[Records shown]:
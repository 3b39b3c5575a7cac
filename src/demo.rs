//! Producer/consumer demo driven by the `threadcanvas` binary.
//!
//! Several producer threads submit random shapes in locked batches while the
//! render thread draws them. Each producer draws in its own high-contrast
//! color, so batch contiguity is visible in recorded frames.

use std::fmt;
use std::sync::atomic::{AtomicBool, Ordering};
use std::thread;
use std::time::{Duration, Instant};

use anyhow::{Context, Result};
use log::{debug, info, warn};
use rand::Rng;

use crate::canvas::{Canvas, CanvasBuilder};
use crate::config::{BackendKind, Config};
use crate::draw::{Color, Drawable, Shape, Transform};
use crate::render::{LogBackend, RenderEvent, RenderStats, StopReason};

/// How often the supervising thread checks the stop conditions.
const SUPERVISE_INTERVAL: Duration = Duration::from_millis(50);

/// Tag layout: producer id in the high 32 bits, sequence number in the low 32.
pub fn make_tag(producer: u32, seq: u32) -> u64 {
    ((producer as u64) << 32) | seq as u64
}

/// Producer id encoded by [`make_tag`].
pub fn tag_producer(tag: u64) -> u32 {
    (tag >> 32) as u32
}

/// A random shape inside a `width` x `height` canvas.
///
/// Sizes below one pixel (or NaN) are treated as one pixel.
pub fn random_drawable<R: Rng>(
    rng: &mut R,
    color: Color,
    width: f64,
    height: f64,
) -> Drawable {
    let width = width.max(1.0);
    let height = height.max(1.0);
    let x = rng.random_range(0.0..width);
    let y = rng.random_range(0.0..height);
    let size = rng.random_range(4.0..(width.min(height) / 8.0).max(5.0));

    let shape = match rng.random_range(0..6) {
        0 => Shape::Circle {
            center: (0.0, 0.0),
            radius: size / 2.0,
            sides: rng.random_range(3..32),
        },
        1 => Shape::Triangle {
            vertices: [(0.0, -size / 2.0), (size / 2.0, size / 2.0), (-size / 2.0, size / 2.0)],
        },
        2 => Shape::Rectangle {
            x: -size / 2.0,
            y: -size / 4.0,
            width: size,
            height: size / 2.0,
            filled: rng.random_bool(0.7),
        },
        3 => Shape::Polyline {
            points: (0..rng.random_range(2..6))
                .map(|_| (rng.random_range(-size..size), rng.random_range(-size..size)))
                .collect(),
            thickness: rng.random_range(1.0..4.0),
        },
        4 => {
            let vertices = vec![(0.0, 0.0), (size, 0.0), (size, size), (0.0, size)];
            let colors = (0..vertices.len())
                .map(|i| Color::high_contrast(i as u32 + 1))
                .collect();
            Shape::ColoredPolygon { vertices, colors }
        }
        _ => Shape::ProgressBar {
            x: 0.0,
            y: 0.0,
            width: size * 2.0,
            height: size / 4.0,
            progress: rng.random_range(0.0..=1.0),
        },
    };

    let transform = Transform::translated(x, y).with_rotation(rng.random_range(0.0..360.0));
    Drawable::new(shape, color).with_transform(transform)
}

/// What one producer thread managed to submit.
#[derive(Debug, Clone, Copy, Default, PartialEq, Eq)]
pub struct ProducerReport {
    pub id: u32,
    pub submitted: u64,
    pub batches: u64,
}

/// Submits batches of random shapes until `stop` is set or the canvas closes.
pub fn run_producer(
    canvas: &Canvas,
    id: u32,
    batch_size: usize,
    (width, height): (f64, f64),
    stop: &AtomicBool,
) -> ProducerReport {
    let mut rng = rand::rng();
    let color = Color::high_contrast(id);
    let mut report = ProducerReport {
        id,
        ..ProducerReport::default()
    };
    let mut seq: u32 = 0;

    'produce: while !stop.load(Ordering::Acquire) {
        let Ok(mut batch) = canvas.batch() else {
            break;
        };
        for _ in 0..batch_size {
            let drawable = random_drawable(&mut rng, color, width, height).with_tag(make_tag(id, seq));
            seq = seq.wrapping_add(1);
            if batch.push(drawable).is_err() {
                report.submitted += batch.len() as u64;
                break 'produce;
            }
        }
        report.submitted += batch.finish() as u64;
        report.batches += 1;
        // One batch per frame.
        canvas.sleep();
    }

    debug!(
        "Producer {} done: {} drawable(s) in {} batch(es)",
        id, report.submitted, report.batches
    );
    report
}

/// Outcome of a demo run.
#[derive(Debug, Clone)]
pub struct Summary {
    pub backend: &'static str,
    pub reason: StopReason,
    pub elapsed: Duration,
    pub stats: RenderStats,
    pub producers: Vec<ProducerReport>,
    pub draw_failures: usize,
    pub fatal: Option<String>,
}

impl Summary {
    pub fn submitted(&self) -> u64 {
        self.producers.iter().map(|p| p.submitted).sum()
    }
}

impl fmt::Display for Summary {
    fn fmt(&self, f: &mut fmt::Formatter<'_>) -> fmt::Result {
        writeln!(f, "threadcanvas summary")?;
        writeln!(f, "  backend:    {}", self.backend)?;
        writeln!(f, "  stopped:    {:?} after {:.2?}", self.reason, self.elapsed)?;
        writeln!(f, "  frames:     {}", self.stats.frames)?;
        writeln!(f, "  submitted:  {}", self.submitted())?;
        writeln!(f, "  drawn:      {}", self.stats.drawn)?;
        writeln!(f, "  failed:     {}", self.stats.failed)?;
        writeln!(f, "  discarded:  {}", self.stats.discarded)?;
        writeln!(f, "  evicted:    {}", self.stats.evicted)?;
        if let Some(error) = &self.fatal {
            writeln!(f, "  fatal:      {error}")?;
        }
        for producer in &self.producers {
            writeln!(
                f,
                "  producer {:>2}: {} drawable(s), {} batch(es)",
                producer.id, producer.submitted, producer.batches
            )?;
        }
        Ok(())
    }
}

/// Runs producers against a fresh canvas until a stop condition is met.
///
/// Stops on the configured frame limit, the configured duration, a fatal
/// backend error, or when `stop` is set (e.g. by a signal handler).
pub fn run(config: &Config, stop: &AtomicBool) -> Result<Summary> {
    let (canvas, backend) = build_canvas(config)?;
    let demo = &config.demo;
    let size = (config.canvas.width as f64, config.canvas.height as f64);
    let deadline =
        (demo.duration_secs > 0).then(|| Instant::now() + Duration::from_secs(demo.duration_secs));

    info!(
        "Running {} producer(s), batch size {}, backend {}",
        demo.producers, demo.batch_size, backend
    );

    let started = Instant::now();
    let mut draw_failures = 0;
    let mut fatal = None;

    let producers = thread::scope(|scope| {
        let handles: Vec<_> = (0..demo.producers)
            .map(|id| {
                let canvas = &canvas;
                let batch_size = demo.batch_size;
                scope.spawn(move || run_producer(canvas, id as u32, batch_size, size, stop))
            })
            .collect();

        loop {
            match canvas.recv_event_timeout(SUPERVISE_INTERVAL) {
                Some(RenderEvent::DrawFailed { .. }) => draw_failures += 1,
                Some(RenderEvent::Fatal { error, .. }) => fatal = Some(error.to_string()),
                Some(RenderEvent::Stopped { .. }) => break,
                None => {}
            }
            if stop.load(Ordering::Acquire) {
                info!("Stop requested");
                break;
            }
            if deadline.is_some_and(|deadline| Instant::now() >= deadline) {
                info!("Duration limit reached");
                break;
            }
        }

        stop.store(true, Ordering::Release);
        canvas.shutdown();

        handles
            .into_iter()
            .filter_map(|handle| match handle.join() {
                Ok(report) => Some(report),
                Err(_) => {
                    warn!("Producer thread panicked");
                    None
                }
            })
            .collect::<Vec<_>>()
    });

    for event in canvas.poll_events() {
        match event {
            RenderEvent::DrawFailed { .. } => draw_failures += 1,
            RenderEvent::Fatal { error, .. } => fatal = Some(error.to_string()),
            RenderEvent::Stopped { .. } => {}
        }
    }

    Ok(Summary {
        backend,
        reason: canvas.stop_reason().unwrap_or(StopReason::Shutdown),
        elapsed: started.elapsed(),
        stats: canvas.stats(),
        producers,
        draw_failures,
        fatal,
    })
}

fn build_canvas(config: &Config) -> Result<(Canvas, &'static str)> {
    let builder = CanvasBuilder::from_config(&config.canvas).frame_limit(config.demo.frames);

    match config.demo.backend {
        BackendKind::Log => {
            if config.demo.record_frames > 0 {
                warn!("record_frames is ignored by the log backend");
            }
            let canvas = builder
                .build(LogBackend::new())
                .context("Failed to start canvas")?;
            Ok((canvas, "log"))
        }
        BackendKind::Cairo => build_cairo_canvas(builder, config),
    }
}

#[cfg(feature = "cairo")]
fn build_cairo_canvas(builder: CanvasBuilder, config: &Config) -> Result<(Canvas, &'static str)> {
    use crate::render::CairoBackend;

    let width = config.canvas.width as i32;
    let height = config.canvas.height as i32;
    let [r, g, b, a] = config.canvas.background;
    let background = Color::new(r, g, b, a);
    let record_frames = config.demo.record_frames;
    let record_dir = config
        .demo
        .record_dir
        .clone()
        .unwrap_or_else(|| std::path::PathBuf::from("."));

    let canvas = builder
        .build_with(move || {
            CairoBackend::new(width, height, background)
                .map(|backend| backend.record_frames(record_dir, record_frames))
        })
        .context("Failed to start canvas")?;
    Ok((canvas, "cairo"))
}

#[cfg(not(feature = "cairo"))]
fn build_cairo_canvas(_builder: CanvasBuilder, _config: &Config) -> Result<(Canvas, &'static str)> {
    anyhow::bail!("The cairo backend is not available; rebuild with `--features cairo`")
}

#[cfg(test)]
mod tests {
    use super::*;

    #[test]
    fn tags_round_trip_producer_id() {
        let tag = make_tag(7, 42);
        assert_eq!(tag_producer(tag), 7);
        assert_eq!(tag & 0xffff_ffff, 42);
    }

    #[test]
    fn random_drawables_stay_near_the_canvas() {
        let mut rng = rand::rng();
        for _ in 0..200 {
            let drawable = random_drawable(&mut rng, Color::high_contrast(1), 200.0, 100.0);
            let (x, y) = drawable.transform().translate;
            assert!((0.0..200.0).contains(&x));
            assert!((0.0..100.0).contains(&y));
            assert!(!drawable.world_vertices().is_empty());
        }
    }

    #[test]
    fn degenerate_canvas_size_is_clamped() {
        let mut rng = rand::rng();
        for (width, height) in [(0.0, 0.0), (-5.0, 10.0), (f64::NAN, 3.0)] {
            let drawable = random_drawable(&mut rng, Color::high_contrast(2), width, height);
            let (x, y) = drawable.transform().translate;
            assert!((0.0..1.0).contains(&x));
            assert!((0.0..height.max(1.0)).contains(&y));
        }
    }

    #[test]
    fn run_stops_at_frame_limit_and_reports_producers() {
        let mut config = Config::default();
        config.canvas.fps = 200;
        config.demo.producers = 3;
        config.demo.frames = 5;
        let stop = AtomicBool::new(false);

        let summary = run(&config, &stop).unwrap();

        assert_eq!(summary.reason, StopReason::FrameLimit);
        assert_eq!(summary.stats.frames, 5);
        assert_eq!(summary.producers.len(), 3);
        assert_eq!(
            summary.submitted(),
            summary.stats.drawn + summary.stats.failed + summary.stats.discarded
        );
        assert!(summary.to_string().contains("frames:     5"));
    }

    #[test]
    fn preset_stop_flag_ends_run_immediately() {
        let config = Config::default();
        let stop = AtomicBool::new(true);
        let summary = run(&config, &stop).unwrap();
        assert_eq!(summary.reason, StopReason::Shutdown);
    }
}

[Exercise details]:
Print the first line of the records above and each line after it, exactly, through the line with "use std::thread;".

[Task output]:
repository 3b39b3c5575a7cac
filename src/demo.rs
//! Producer/consumer demo driven by the `threadcanvas` binary.
//!
//! Several producer threads submit random shapes in locked batches while the
//! render thread draws them. Each producer draws in its own high-contrast
//! color, so batch contiguity is visible in recorded frames.

use std::fmt;
use std::sync::atomic::{AtomicBool, Ordering};
use std::thread;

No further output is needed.